* EXERCISE *
What lines of the listing below contain the word "delta"? Copy each of them out.

* DATA FOR ANALYSIS *
[Start of Attachment]

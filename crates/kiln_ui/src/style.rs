//! Colors used by backgrounds, masks, and highlight chrome.

use rand::Rng;

/// RGBA color.
#[derive(Debug, Clone, Copy, PartialEq)]
pub struct Color {
    /// Red component (0-1).
    pub r: f32,
    /// Green component (0-1).
    pub g: f32,
    /// Blue component (0-1).
    pub b: f32,
    /// Alpha component (0-1).
    pub a: f32,
}

impl Color {
    /// Transparent black.
    pub const TRANSPARENT: Self = Self::rgba(0.0, 0.0, 0.0, 0.0);
    /// Solid black.
    pub const BLACK: Self = Self::rgba(0.0, 0.0, 0.0, 1.0);
    /// Solid white.
    pub const WHITE: Self = Self::rgba(1.0, 1.0, 1.0, 1.0);
    /// Default root display background.
    pub const SLATE: Self = Self::from_rgb8(0x42, 0x45, 0x48);
    /// Touch highlight border.
    pub const HIGHLIGHT: Self = Self::from_rgb8(0x10, 0xD9, 0xD9);
    /// Soft glow painted under the border while an element is pressed.
    pub const HIGHLIGHT_GLOW: Self = Self::from_rgba8(0x10, 0xD9, 0xD9, 0x40);

    /// Creates a color from RGBA values (0-1).
    #[must_use]
    pub const fn rgba(r: f32, g: f32, b: f32, a: f32) -> Self {
        Self { r, g, b, a }
    }

    /// Creates a color from RGB values (0-1) with full alpha.
    #[must_use]
    pub const fn rgb(r: f32, g: f32, b: f32) -> Self {
        Self::rgba(r, g, b, 1.0)
    }

    /// Creates an opaque color from 8-bit channels.
    #[must_use]
    pub const fn from_rgb8(r: u8, g: u8, b: u8) -> Self {
        Self::from_rgba8(r, g, b, 0xFF)
    }

    /// Creates a color from 8-bit channels.
    #[must_use]
    pub const fn from_rgba8(r: u8, g: u8, b: u8, a: u8) -> Self {
        Self::rgba(
            r as f32 / 255.0,
            g as f32 / 255.0,
            b as f32 / 255.0,
            a as f32 / 255.0,
        )
    }

    /// Creates a color from a hex value (0xRRGGBBAA).
    #[must_use]
    pub const fn hex(hex: u32) -> Self {
        Self::from_rgba8(
            ((hex >> 24) & 0xFF) as u8,
            ((hex >> 16) & 0xFF) as u8,
            ((hex >> 8) & 0xFF) as u8,
            (hex & 0xFF) as u8,
        )
    }

    /// Returns a random opaque color, used for debug outlines.
    #[must_use]
    pub fn random(rng: &mut impl Rng) -> Self {
        Self::rgb(rng.gen(), rng.gen(), rng.gen())
    }

    /// Returns a new color with different alpha.
    #[must_use]
    pub const fn with_alpha(self, a: f32) -> Self {
        Self::rgba(self.r, self.g, self.b, a)
    }

    /// Linearly interpolates between two colors.
    #[must_use]
    pub fn lerp(self, other: Self, t: f32) -> Self {
        Self::rgba(
            self.r + (other.r - self.r) * t,
            self.g + (other.g - self.g) * t,
            self.b + (other.b - self.b) * t,
            self.a + (other.a - self.a) * t,
        )
    }

    /// Returns true if the color needs blending to draw.
    #[must_use]
    pub fn is_translucent(self) -> bool {
        self.a < 1.0
    }

    /// Converts to array format.
    #[must_use]
    pub const fn to_array(self) -> [f32; 4] {
        [self.r, self.g, self.b, self.a]
    }
}

impl Default for Color {
    fn default() -> Self {
        Self::BLACK
    }
}
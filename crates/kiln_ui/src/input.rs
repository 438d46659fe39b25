//! Input events consumed by the element tree.
//!
//! The platform layer turns touch, mouse, keyboard, and gamepad activity
//! into one [`InputEvents`] value per event. Elements only ever ask boolean
//! questions of it.

use crate::error::{UiError, UiResult};
use crate::layout::Rect;
use std::collections::VecDeque;
use std::ops::{BitOr, BitOrAssign};

/// Logical controller buttons (bitfield, several may be queried at once).
#[derive(Debug, Clone, Copy, Default, PartialEq, Eq, Hash)]
pub struct Buttons(u32);

impl Buttons {
    /// No button.
    pub const NONE: Self = Self(0);
    /// D-pad left.
    pub const LEFT: Self = Self(1 << 0);
    /// D-pad right.
    pub const RIGHT: Self = Self(1 << 1);
    /// D-pad up.
    pub const UP: Self = Self(1 << 2);
    /// D-pad down.
    pub const DOWN: Self = Self(1 << 3);
    /// Start / plus.
    pub const START: Self = Self(1 << 4);
    /// B face button.
    pub const B: Self = Self(1 << 5);
    /// A face button.
    pub const A: Self = Self(1 << 6);
    /// Left trigger.
    pub const ZL: Self = Self(1 << 7);
    /// Select / minus.
    pub const SELECT: Self = Self(1 << 8);
    /// Left shoulder.
    pub const L: Self = Self(1 << 9);
    /// Right shoulder.
    pub const R: Self = Self(1 << 10);
    /// X face button.
    pub const X: Self = Self(1 << 11);
    /// Y face button.
    pub const Y: Self = Self(1 << 12);
    /// Right trigger.
    pub const ZR: Self = Self(1 << 13);

    /// The four directions, in repeat priority order.
    pub const DIRECTIONS: [Self; 4] = [Self::UP, Self::DOWN, Self::LEFT, Self::RIGHT];

    /// Returns the raw mask.
    #[must_use]
    pub const fn bits(self) -> u32 {
        self.0
    }

    /// Returns true if any button in `other` is also in `self`.
    #[inline]
    #[must_use]
    pub const fn intersects(self, other: Self) -> bool {
        (self.0 & other.0) != 0
    }

    /// Returns true if no button is set.
    #[must_use]
    pub const fn is_empty(self) -> bool {
        self.0 == 0
    }

    /// Parses a configuration name such as `"START"` or `"zl"`.
    ///
    /// # Errors
    ///
    /// Returns [`UiError::UnknownButton`] for names that are not logical buttons.
    pub fn from_name(name: &str) -> UiResult<Self> {
        let button = match name.trim().to_ascii_uppercase().as_str() {
            "LEFT" => Self::LEFT,
            "RIGHT" => Self::RIGHT,
            "UP" => Self::UP,
            "DOWN" => Self::DOWN,
            "START" | "PLUS" => Self::START,
            "B" => Self::B,
            "A" => Self::A,
            "ZL" => Self::ZL,
            "SELECT" | "MINUS" => Self::SELECT,
            "L" => Self::L,
            "R" => Self::R,
            "X" => Self::X,
            "Y" => Self::Y,
            "ZR" => Self::ZR,
            _ => return Err(UiError::UnknownButton(name.to_string())),
        };
        Ok(button)
    }
}

impl BitOr for Buttons {
    type Output = Self;

    fn bitor(self, rhs: Self) -> Self {
        Self(self.0 | rhs.0)
    }
}

impl BitOrAssign for Buttons {
    fn bitor_assign(&mut self, rhs: Self) {
        self.0 |= rhs.0;
    }
}

/// What kind of event this is.
#[derive(Debug, Clone, Copy, PartialEq, Eq, Default)]
pub enum EventKind {
    /// Nothing happened; used to tick idle state machines.
    #[default]
    Noop,
    /// Finger or mouse button pressed.
    TouchDown,
    /// Finger or mouse moved.
    TouchDrag,
    /// Finger lifted or mouse button released.
    TouchUp,
    /// Key or controller button pressed.
    KeyDown,
    /// Key or controller button released.
    KeyUp,
    /// Mouse wheel or scroll gesture.
    Scroll,
    /// The platform asked the application to close.
    Quit,
}

/// Cursor shapes the tree may request as a hover cue.
#[derive(Debug, Clone, Copy, PartialEq, Eq)]
pub enum CursorKind {
    /// Default pointer.
    Arrow,
    /// Pointer over something clickable.
    Hand,
}

/// A single polled input event.
#[derive(Debug, Clone, Copy, Default, PartialEq)]
pub struct InputEvents {
    kind: EventKind,
    /// Pointer X position in logical coordinates.
    pub x: f32,
    /// Pointer Y position in logical coordinates.
    pub y: f32,
    buttons: Buttons,
    /// Wheel delta carried by a scroll event.
    pub wheel: f32,
}

impl InputEvents {
    /// An event that carries nothing.
    #[must_use]
    pub fn noop() -> Self {
        Self::default()
    }

    /// A press at the given point.
    #[must_use]
    pub fn touch_down(x: f32, y: f32) -> Self {
        Self::pointer(EventKind::TouchDown, x, y)
    }

    /// A drag to the given point.
    #[must_use]
    pub fn touch_drag(x: f32, y: f32) -> Self {
        Self::pointer(EventKind::TouchDrag, x, y)
    }

    /// A release at the given point.
    #[must_use]
    pub fn touch_up(x: f32, y: f32) -> Self {
        Self::pointer(EventKind::TouchUp, x, y)
    }

    /// A button press.
    #[must_use]
    pub fn key_down(buttons: Buttons) -> Self {
        Self {
            kind: EventKind::KeyDown,
            buttons,
            ..Self::default()
        }
    }

    /// A button release.
    #[must_use]
    pub fn key_up(buttons: Buttons) -> Self {
        Self {
            kind: EventKind::KeyUp,
            buttons,
            ..Self::default()
        }
    }

    /// A wheel movement.
    #[must_use]
    pub fn scroll(delta: f32) -> Self {
        Self {
            kind: EventKind::Scroll,
            wheel: delta,
            ..Self::default()
        }
    }

    /// A close request from the platform.
    #[must_use]
    pub fn quit() -> Self {
        Self {
            kind: EventKind::Quit,
            ..Self::default()
        }
    }

    fn pointer(kind: EventKind, x: f32, y: f32) -> Self {
        Self {
            kind,
            x,
            y,
            ..Self::default()
        }
    }

    /// Returns the event kind.
    #[must_use]
    pub fn kind(&self) -> EventKind {
        self.kind
    }

    /// Returns the buttons carried by a key event.
    #[must_use]
    pub fn buttons(&self) -> Buttons {
        self.buttons
    }

    /// Returns true for a press.
    #[must_use]
    pub fn is_touch_down(&self) -> bool {
        self.kind == EventKind::TouchDown
    }

    /// Returns true for a drag.
    #[must_use]
    pub fn is_touch_drag(&self) -> bool {
        self.kind == EventKind::TouchDrag
    }

    /// Returns true for a release.
    #[must_use]
    pub fn is_touch_up(&self) -> bool {
        self.kind == EventKind::TouchUp
    }

    /// Returns true for any touch event.
    #[must_use]
    pub fn is_touch(&self) -> bool {
        self.is_touch_down() || self.is_touch_drag() || self.is_touch_up()
    }

    /// Returns true for a key or button press.
    #[must_use]
    pub fn is_key_down(&self) -> bool {
        self.kind == EventKind::KeyDown
    }

    /// Returns true for a key or button release.
    #[must_use]
    pub fn is_key_up(&self) -> bool {
        self.kind == EventKind::KeyUp
    }

    /// Returns true for a wheel event.
    #[must_use]
    pub fn is_scroll(&self) -> bool {
        self.kind == EventKind::Scroll
    }

    /// Returns true for the synthetic idle event.
    #[must_use]
    pub fn is_noop(&self) -> bool {
        self.kind == EventKind::Noop
    }

    /// Returns true for a platform close request.
    #[must_use]
    pub fn is_quit(&self) -> bool {
        self.kind == EventKind::Quit
    }

    /// Returns true if this key event, down or up, involves any of `buttons`.
    #[must_use]
    pub fn involves(&self, buttons: Buttons) -> bool {
        (self.is_key_down() || self.is_key_up()) && self.buttons.intersects(buttons)
    }

    /// Returns true if any of `buttons` is held down as of this event.
    ///
    /// A key-up reports the buttons it lets go of, so it never counts.
    #[must_use]
    pub fn held(&self, buttons: Buttons) -> bool {
        self.is_key_down() && self.buttons.intersects(buttons)
    }

    /// Returns true if any of `buttons` was pressed by this event.
    #[must_use]
    pub fn pressed(&self, buttons: Buttons) -> bool {
        self.held(buttons)
    }

    /// Returns true if any of `buttons` was released by this event.
    #[must_use]
    pub fn released(&self, buttons: Buttons) -> bool {
        self.is_key_up() && self.involves(buttons)
    }

    /// Returns true if the pointer lies within `bounds`.
    #[must_use]
    pub fn touch_in(&self, bounds: &Rect) -> bool {
        bounds.contains(self.x, self.y)
    }
}

/// The platform's input source.
pub trait InputBackend {
    /// Returns the next pending event, or `None` when the frame's events are exhausted.
    fn poll(&mut self) -> Option<InputEvents>;

    /// Changes the pointer shape, if the platform has one.
    fn set_cursor(&mut self, _cursor: CursorKind) {}

    /// Vibrates the controller for a short time, if supported.
    fn rumble(&mut self, _duration_ms: u32) {}

    /// Asks the OS to return to its home menu (platforms that cannot exit).
    fn request_home_menu(&mut self) {}
}

/// Scroll delta that keeps coasting after the wheel stops.
#[derive(Debug, Clone, Copy, PartialEq)]
pub struct WheelAccumulator {
    value: f32,
    decay: f32,
}

impl WheelAccumulator {
    /// Per-frame decay applied by default.
    pub const DEFAULT_DECAY: f32 = 0.85;
    /// Below this magnitude the accumulator snaps to zero.
    const EPSILON: f32 = 0.01;

    /// Creates an empty accumulator.
    #[must_use]
    pub fn new(decay: f32) -> Self {
        Self { value: 0.0, decay }
    }

    /// Adds the delta carried by a scroll event.
    pub fn feed(&mut self, event: &InputEvents) {
        if event.is_scroll() {
            self.value += event.wheel;
        }
    }

    /// Applies one frame of decay.
    pub fn decay(&mut self) {
        self.value *= self.decay;
        if self.value.abs() < Self::EPSILON {
            self.value = 0.0;
        }
    }

    /// Returns the current delta.
    #[must_use]
    pub fn value(&self) -> f32 {
        self.value
    }
}

impl Default for WheelAccumulator {
    fn default() -> Self {
        Self::new(Self::DEFAULT_DECAY)
    }
}

/// Synthesizes repeated direction presses while a direction is held.
#[derive(Debug, Clone, PartialEq)]
pub struct DirectionalRepeat {
    held: [bool; 4],
    frame: i32,
    rapid_fire_rate: i32,
}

[End of Attachment]

* RESULT FOR THIS EXERCISE *
    /// Wheel delta carried by a scroll event.
    pub fn scroll(delta: f32) -> Self {
            wheel: delta,
/// Scroll delta that keeps coasting after the wheel stops.
    /// Adds the delta carried by a scroll event.
    /// Returns the current delta.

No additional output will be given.